use super::navigation_bar::{NavigationBar, NavigationBarState, NavigationDescription};
use super::stack::NavigationStack;
use crate::context::Context;
use crate::view::view_controller::{ViewControllerId, ViewControllerSpec};
use crate::view::{Event, Screen, Transition};

/// A [`NavigationStack`] with optional navigation bar chrome.
///
/// The shell listens for the stack's [`Event::ViewChanged`] notifications
/// and recomposes the bar from the active screen's metadata. When the active
/// screen hosts a stack of its own, the bar describes that stack's active
/// screen instead (one level deep).
#[derive(Debug)]
pub struct StackNavigator {
    name: String,
    stack: NavigationStack,
    navigation_bar: Option<NavigationBar>,
}

impl StackNavigator {
    pub fn new(name: &str, root: ViewControllerSpec, context: &Context) -> StackNavigator {
        let show_navigation_bar = context.settings.navigator.show_navigation_bar;
        StackNavigator::with_navigation_bar(name, root, show_navigation_bar, context)
    }

    pub fn with_navigation_bar(
        name: &str,
        root: ViewControllerSpec,
        show_navigation_bar: bool,
        context: &Context,
    ) -> StackNavigator {
        let stack = NavigationStack::new(name, root, context);
        let navigation_bar = show_navigation_bar.then(|| NavigationBar::new(name));

        StackNavigator {
            name: name.to_string(),
            stack,
            navigation_bar,
        }
    }

    pub fn name(&self) -> &str {
        &self.name
    }

    pub fn stack(&self) -> &NavigationStack {
        &self.stack
    }

    pub fn navigation_bar(&self) -> Option<&NavigationBar> {
        self.navigation_bar.as_ref()
    }

    /// Returns true when the event came from this shell's stack.
    pub fn handle_event(&mut self, evt: &Event) -> bool {
        match *evt {
            Event::ViewChanged {
                owner,
                view,
                transition,
            } if owner == self.stack.id() => {
                self.on_view_change(view, transition);
                true
            }
            _ => false,
        }
    }

    fn on_view_change(&mut self, view: ViewControllerId, transition: Option<Transition>) {
        let Some(navigation_bar) = self.navigation_bar.as_mut() else {
            return;
        };

        let description = self
            .stack
            .with_active_screen(describe_active_screen)
            .flatten();
        let Some(description) = description else {
            tracing::trace!(navigator = %self.name, %view, "active screen has no navigation metadata");
            return;
        };

        let navigator = self.stack.navigator(view);
        navigation_bar.update_with_transition(
            NavigationBarState::compose(description, &navigator),
            transition,
        );
    }
}

fn describe_active_screen(screen: &(dyn Screen + 'static)) -> Option<NavigationDescription> {
    match screen.nested_navigator() {
        Some(nested) => nested.with_active_screen(describe).flatten(),
        None => describe(screen),
    }
}

fn describe(screen: &(dyn Screen + 'static)) -> Option<NavigationDescription> {
    screen
        .navigation_metadata()
        .map(|metadata| metadata.navigation())
}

- Work task
The answer must consist of every line from the data that holds the string "root".

- Reply
    pub fn new(name: &str, root: ViewControllerSpec, context: &Context) -> StackNavigator {
        StackNavigator::with_navigation_bar(name, root, show_navigation_bar, context)
        root: ViewControllerSpec,
        let stack = NavigationStack::new(name, root, context);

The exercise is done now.